Krüger Daniela, Ebenhan Jan, Werner Stefan, Bacia Kirsten
Institut für Chemie, Martin-Luther-Universität Halle-Wittenberg, Halle (Saale), Germany.
Institut für Chemie, Martin-Luther-Universität Halle-Wittenberg, Halle (Saale), Germany.
Biophys J. 2017 Sep 19;113(6):1311-1320. doi: 10.1016/j.bpj.2017.06.023. Epub 2017 Jul 8.

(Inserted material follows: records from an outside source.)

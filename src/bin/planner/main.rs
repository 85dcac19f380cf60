// Measure Planner — transition table generator for the pandemic planning domain
// Costs every measure-to-measure transition and writes the planner's (:init ...) block
//
// Usage:
//   cargo run --release --bin planner                          # Write data.pddl
//   cargo run --release --bin planner -- --seed 42             # Reproducible social values
//   cargo run --release --bin planner -- --output out.pddl     # Custom output path
//   cargo run --release --bin planner -- --catalog m.json      # Custom measure catalog
//   cargo run --release --bin planner -- --params p.json       # Custom model parameters
//   cargo run --release --bin planner -- --report run.json     # JSON run summary
//   cargo run --release --bin planner -- --trajectory t.jsonl  # Per-transition tolls

mod trajectory;

use measure_planner::emitter::DEFAULT_OUTPUT;
use measure_planner::report::RunReport;
use measure_planner::{MeasureCatalog, ModelParams, Planner};
use rand::SeedableRng;
use rand_chacha::ChaCha8Rng;
use std::path::PathBuf;
use std::time::{Instant, SystemTime, UNIX_EPOCH};
use tracing_subscriber::EnvFilter;
use trajectory::TrajectoryRecorder;

// ─── CLI Parsing ────────────────────────────────────────────────────────────

struct CliArgs {
    output: PathBuf,
    seed: Option<u64>,
    catalog: Option<PathBuf>,
    params: Option<PathBuf>,
    report: Option<PathBuf>,
    trajectory: Option<PathBuf>,
    help: bool,
}

fn parse_args() -> Result<CliArgs, String> {
    let args: Vec<String> = std::env::args().skip(1).collect();
    let mut cli = CliArgs {
        output: PathBuf::from(DEFAULT_OUTPUT),
        seed: None,
        catalog: None,
        params: None,
        report: None,
        trajectory: None,
        help: false,
    };

    let mut i = 0;
    while i < args.len() {
        match args[i].as_str() {
            "--output" => cli.output = PathBuf::from(take_value(&args, &mut i, "--output")?),
            "--seed" => {
                let raw = take_value(&args, &mut i, "--seed")?;
                let seed = raw.parse::<u64>().map_err(|_| format!("invalid seed: {raw}"))?;
                cli.seed = Some(seed);
            }
            "--catalog" => cli.catalog = Some(PathBuf::from(take_value(&args, &mut i, "--catalog")?)),
            "--params" => cli.params = Some(PathBuf::from(take_value(&args, &mut i, "--params")?)),
            "--report" => cli.report = Some(PathBuf::from(take_value(&args, &mut i, "--report")?)),
            "--trajectory" => {
                cli.trajectory = Some(PathBuf::from(take_value(&args, &mut i, "--trajectory")?))
            }
            "--help" | "-h" => cli.help = true,
            _ => {
                eprintln!("Unknown argument: {}", args[i]);
            }
        }
        i += 1;
    }

    Ok(cli)
}

fn take_value<'a>(args: &'a [String], i: &mut usize, flag: &str) -> Result<&'a str, String> {
    *i += 1;
    args.get(*i)
        .map(String::as_str)
        .ok_or_else(|| format!("missing value for {flag}"))
}

fn print_usage() {
    println!("planner [options]");
    println!("options:");
    println!("  --output <path>       problem file to write (default {})", DEFAULT_OUTPUT);
    println!("  --seed <u64>          seed for the randomized social values");
    println!("  --catalog <json>      measure catalog to use instead of the shipped one");
    println!("  --params <json>       model parameters overriding the defaults");
    println!("  --report <path>       write a JSON run summary");
    println!("  --trajectory <path>   write per-transition tolls as JSONL");
    println!("logging: set RUST_LOG (e.g. RUST_LOG=measure_planner=debug)");
}

// ─── Main ───────────────────────────────────────────────────────────────────

fn main() {
    tracing_subscriber::fmt()
        .with_env_filter(EnvFilter::from_default_env())
        .init();

    let cli = match parse_args() {
        Ok(cli) => cli,
        Err(err) => {
            eprintln!("{}", err);
            print_usage();
            std::process::exit(1);
        }
    };

    if cli.help {
        print_usage();
        return;
    }

    if let Err(err) = run(&cli) {
        eprintln!("  Error: {}", err);
        std::process::exit(1);
    }
}

fn run(cli: &CliArgs) -> Result<(), Box<dyn std::error::Error>> {
    let catalog = match &cli.catalog {
        Some(path) => MeasureCatalog::from_json_file(path)?,
        None => MeasureCatalog::shipped(),
    };
    let params = match &cli.params {
        Some(path) => ModelParams::from_json(&std::fs::read_to_string(path)?)?,
        None => ModelParams::default(),
    };
    let planner = Planner::new(catalog, params)?;

    println!("\n  Measure Planner v{}", env!("CARGO_PKG_VERSION"));
    println!(
        "  Measures: {} | PRNG: ChaCha8Rng | Seed: {}",
        planner.catalog().len(),
        cli.seed.map(|s| s.to_string()).unwrap_or_else(|| "entropy".to_string()),
    );

    let start = Instant::now();
    let mut recorder = TrajectoryRecorder::new();
    let table = planner.build_table_observed(|path, state| recorder.record(path, state))?;

    let mut rng = match cli.seed {
        Some(seed) => ChaCha8Rng::seed_from_u64(seed),
        None => ChaCha8Rng::from_entropy(),
    };
    let written = measure_planner::emitter::write_problem_file(&cli.output, &table, &mut rng)?;

    let state = table.final_state;
    println!("  {}", "-".repeat(60));
    println!("  Paths written:      {:>12}", written);
    println!("  Infections toll:    {:>12}", state.infections_toll);
    println!("  Death toll:         {:>12}", state.death_toll);
    println!("  Social toll:        {:>12}", state.social_toll);
    println!("  Elapsed:            {:>10.1}ms", start.elapsed().as_secs_f64() * 1000.0);
    println!("  Problem saved to: {}", cli.output.display());

    if let Some(path) = &cli.trajectory {
        recorder.write_jsonl(path)?;
        println!("  Trajectory saved to: {} ({} steps)", path.display(), recorder.len());
    }

    if let Some(path) = &cli.report {
        let timestamp = SystemTime::now()
            .duration_since(UNIX_EPOCH)
            .map(|d| d.as_millis().to_string())
            .unwrap_or_default();
        let report = RunReport::from_table(
            &table,
            planner.catalog().len(),
            &cli.output.display().to_string(),
            cli.seed,
            timestamp,
        );
        report.write(path)?;
        println!("  Report saved to: {}", path.display());
    }
    println!();

    Ok(())
}
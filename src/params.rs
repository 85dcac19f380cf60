// Copyright (c) 2026 Hypermesh Foundation. All rights reserved.
// Licensed under the Business Source License 1.1.
// See the LICENSE file in the repository root for full license text.

//! Model parameters for the transition-cost model.
//!
//! All values are compile-time defaults; [`ModelParams::default`] reproduces
//! the planner's reference run exactly. A custom parameter set can be
//! deserialized from JSON for what-if runs.

use rust_decimal::Decimal;
use rust_decimal_macros::dec;
use serde::{Deserialize, Serialize};

/// Population ceiling for cumulative infections.
pub const MAX_INFECTIONS: i64 = 15_000_000;

/// Saturation point of the social toll.
pub const MAX_SOCIAL: u32 = 100;

/// Flat social increase per transition.
pub const SOCIAL_STEP: u32 = 5;

/// Share of newly computed infections that become deaths (3.4%).
pub const DEATH_RATIO: Decimal = dec!(0.034);

/// Documented upper bound of the scratch rates. Not enforced.
pub const DOCUMENTED_MAX_RATE: u32 = 10;

// ---------------------------------------------------------------------------
// Error types
// ---------------------------------------------------------------------------

#[derive(Debug, thiserror::Error)]
pub enum ParamsError {
    #[error("{field} is {value}, tolls cannot start negative")]
    NegativeToll { field: &'static str, value: i64 },

    #[error("initial infections toll {toll} exceeds the ceiling {max}")]
    TollAboveCeiling { toll: i64, max: i64 },

    #[error("death ratio {0} is outside [0, 1]")]
    DeathRatioOutOfRange(Decimal),

    #[error("invalid parameter JSON: {0}")]
    Parse(#[from] serde_json::Error),
}

// ---------------------------------------------------------------------------
// ModelParams
// ---------------------------------------------------------------------------

/// Constants driving the toll accumulator and the cost model.
#[derive(Debug, Clone, PartialEq, Serialize, Deserialize)]
#[serde(default)]
pub struct ModelParams {
    /// Population ceiling; infections are a share of what remains below it.
    pub max_infections: i64,
    /// Social toll saturation point.
    pub max_social: u32,
    /// Social increase applied on every transition.
    pub social_step: u32,
    /// Deaths per new infection.
    pub death_ratio: Decimal,
    /// Infections already counted when the run starts.
    pub initial_infections_toll: i64,
    /// Deaths already counted when the run starts.
    pub initial_death_toll: i64,
    /// Social toll when the run starts.
    pub initial_social_toll: u32,
}

impl Default for ModelParams {
    fn default() -> Self {
        Self {
            max_infections: MAX_INFECTIONS,
            max_social: MAX_SOCIAL,
            social_step: SOCIAL_STEP,
            death_ratio: DEATH_RATIO,
            initial_infections_toll: 460,
            initial_death_toll: 8,
            initial_social_toll: 0,
        }
    }
}

impl ModelParams {
    /// Parse a parameter set from JSON. Missing fields keep their defaults.
    pub fn from_json(json: &str) -> Result<Self, ParamsError> {
        let params: Self = serde_json::from_str(json)?;
        params.validate()?;
        Ok(params)
    }

    /// Reject parameter sets that would produce negative payloads: the
    /// starting tolls must sit in `0..=max_infections` and the death ratio
    /// in `[0, 1]`.
    pub fn validate(&self) -> Result<(), ParamsError> {
        if self.initial_infections_toll < 0 {
            return Err(ParamsError::NegativeToll {
                field: "initial_infections_toll",
                value: self.initial_infections_toll,
            });
        }
        if self.initial_death_toll < 0 {
            return Err(ParamsError::NegativeToll {
                field: "initial_death_toll",
                value: self.initial_death_toll,
            });
        }
        if self.initial_infections_toll > self.max_infections {
            return Err(ParamsError::TollAboveCeiling {
                toll: self.initial_infections_toll,
                max: self.max_infections,
            });
        }
        if self.death_ratio < Decimal::ZERO || self.death_ratio > Decimal::ONE {
            return Err(ParamsError::DeathRatioOutOfRange(self.death_ratio));
        }
        Ok(())
    }
}

// ---------------------------------------------------------------------------
// Tests
// ---------------------------------------------------------------------------

#[cfg(test)]
mod tests {
    use super::*;

    #[test]
    fn defaults_match_reference_run() {
        let p = ModelParams::default();
        assert_eq!(p.max_infections, 15_000_000);
        assert_eq!(p.max_social, 100);
        assert_eq!(p.social_step, 5);
        assert_eq!(p.death_ratio, dec!(0.034));
        assert_eq!(p.initial_infections_toll, 460);
        assert_eq!(p.initial_death_toll, 8);
        assert_eq!(p.initial_social_toll, 0);
    }

    #[test]
    fn partial_json_keeps_defaults() {
        let p = ModelParams::from_json(r#"{ "max_social": 40 }"#)
            .expect("test: partial params should parse");
        assert_eq!(p.max_social, 40);
        assert_eq!(p.max_infections, MAX_INFECTIONS);
        assert_eq!(p.initial_death_toll, 8);
    }

    #[test]
    fn malformed_json_is_rejected() {
        let err = ModelParams::from_json("{ max_social: }").expect_err("test: bad JSON");
        assert!(matches!(err, ParamsError::Parse(_)), "got: {err}");
    }

    #[test]
    fn defaults_validate() {
        assert!(ModelParams::default().validate().is_ok());
    }

    #[test]
    fn rejects_initial_toll_above_ceiling() {
        let err = ModelParams::from_json(r#"{ "initial_infections_toll": 20000000 }"#)
            .expect_err("test: toll above ceiling");
        assert!(
            matches!(err, ParamsError::TollAboveCeiling { toll: 20_000_000, max: MAX_INFECTIONS }),
            "got: {err}"
        );
    }

    #[test]
    fn rejects_negative_initial_tolls() {
        let err = ModelParams::from_json(r#"{ "initial_infections_toll": -1 }"#)
            .expect_err("test: negative infections toll");
        assert!(
            matches!(err, ParamsError::NegativeToll { field: "initial_infections_toll", value: -1 }),
            "got: {err}"
        );

        let p = ModelParams { initial_death_toll: -8, ..ModelParams::default() };
        let err = p.validate().expect_err("test: negative death toll");
        assert!(
            matches!(err, ParamsError::NegativeToll { field: "initial_death_toll", value: -8 }),
            "got: {err}"
        );
    }

    #[test]
    fn rejects_death_ratio_outside_unit_range() {
        let err = ModelParams::from_json(r#"{ "death_ratio": "-1" }"#)
            .expect_err("test: negative ratio");
        assert!(matches!(err, ParamsError::DeathRatioOutOfRange(_)), "got: {err}");

        let p = ModelParams { death_ratio: dec!(1.5), ..ModelParams::default() };
        assert!(matches!(p.validate(), Err(ParamsError::DeathRatioOutOfRange(_))));

        let edge = ModelParams { death_ratio: dec!(1), ..ModelParams::default() };
        assert!(edge.validate().is_ok());
    }

    #[test]
    fn out_of_range_toll_and_ratio_reported_before_use() {
        // Would otherwise yield negative infections with positive deaths.
        let json = r#"{ "initial_infections_toll": 20000000, "death_ratio": "-1" }"#;
        assert!(ModelParams::from_json(json).is_err());
    }
}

Fluorescence correlation spectroscopy has been previously used to investigate peptide and protein binding to lipid membranes, as it allows for very low amounts of sample, short measurement times and equilibrium binding conditions. Labeling only one of the binding partners, however, comes with certain drawbacks, as it relies on identifying binding events by a change in diffusion coefficient. Since peptide and protein aggregation can obscure specific binding, and since non-stoichiometric binding necessitates the explicit choice of a statistical distribution for the number of bound ligands, we additionally label the liposomes and perform dual-color fluorescence cross-correlation spectroscopy (dcFCCS). We develop a theoretical framework showing that dcFCCS amplitudes allow calculation of the degree of ligand binding and the concentration of unbound ligand, leading to a model-independent binding curve. As the degree of labeling of the ligands does not factor into the measured quantities, it is permissible to mix labeled and unlabeled ligand, thereby extending the range of usable protein concentrations and accessible dissociation constants, K. The total protein concentration, but not the fraction of labeled protein, needs to be known. In this work, we apply our dcFCCS analysis scheme to Sar1p, a protein of the COPII complex, which binds "major-minor-mix" liposomes. A Langmuir isotherm model yields K=(2.1±1.1)μM as the single-site dissociation constant. The dcFCCS framework presented here is highly versatile for biophysical analysis of binding interactions. It may be applied to many types of fluorescently labeled ligands and small diffusing particles, including nanodiscs and liposomes containing membrane protein receptors.
荧光相关光谱法此前已被用于研究肽和蛋白质与脂质膜的结合,因为它所需样品量极少、测量时间短且能实现平衡结合条件。然而,仅标记其中一个结合伙伴存在一定缺陷,因为它依赖于通过扩散系数的变化来识别结合事件。由于肽和蛋白质聚集会掩盖特异性结合,并且由于非化学计量结合需要明确选择结合配体数量的统计分布,我们额外标记脂质体并进行双色荧光交叉相关光谱法(dcFCCS)。我们建立了一个理论框架,表明dcFCCS振幅可用于计算配体结合程度和未结合配体的浓度,从而得到一个与模型无关的结合曲线。由于配体的标记程度不影响测量量,因此可以混合标记和未标记的配体,从而扩展了可用蛋白质浓度范围和可获得的解离常数K。需要知道的是总蛋白质浓度,而不是标记蛋白质的比例。在这项工作中,我们将dcFCCS分析方案应用于Sar1p,一种COPII复合物的蛋白质,它能结合“主-次-混合”脂质体。朗缪尔等温线模型得出K =(2.1±1.1)μM作为单位点解离常数。本文提出的dcFCCS框架在结合相互作用的生物物理分析方面具有高度通用性。它可应用于多种类型的荧光标记配体和小的扩散颗粒,包括纳米盘和含有膜蛋白受体的脂质体。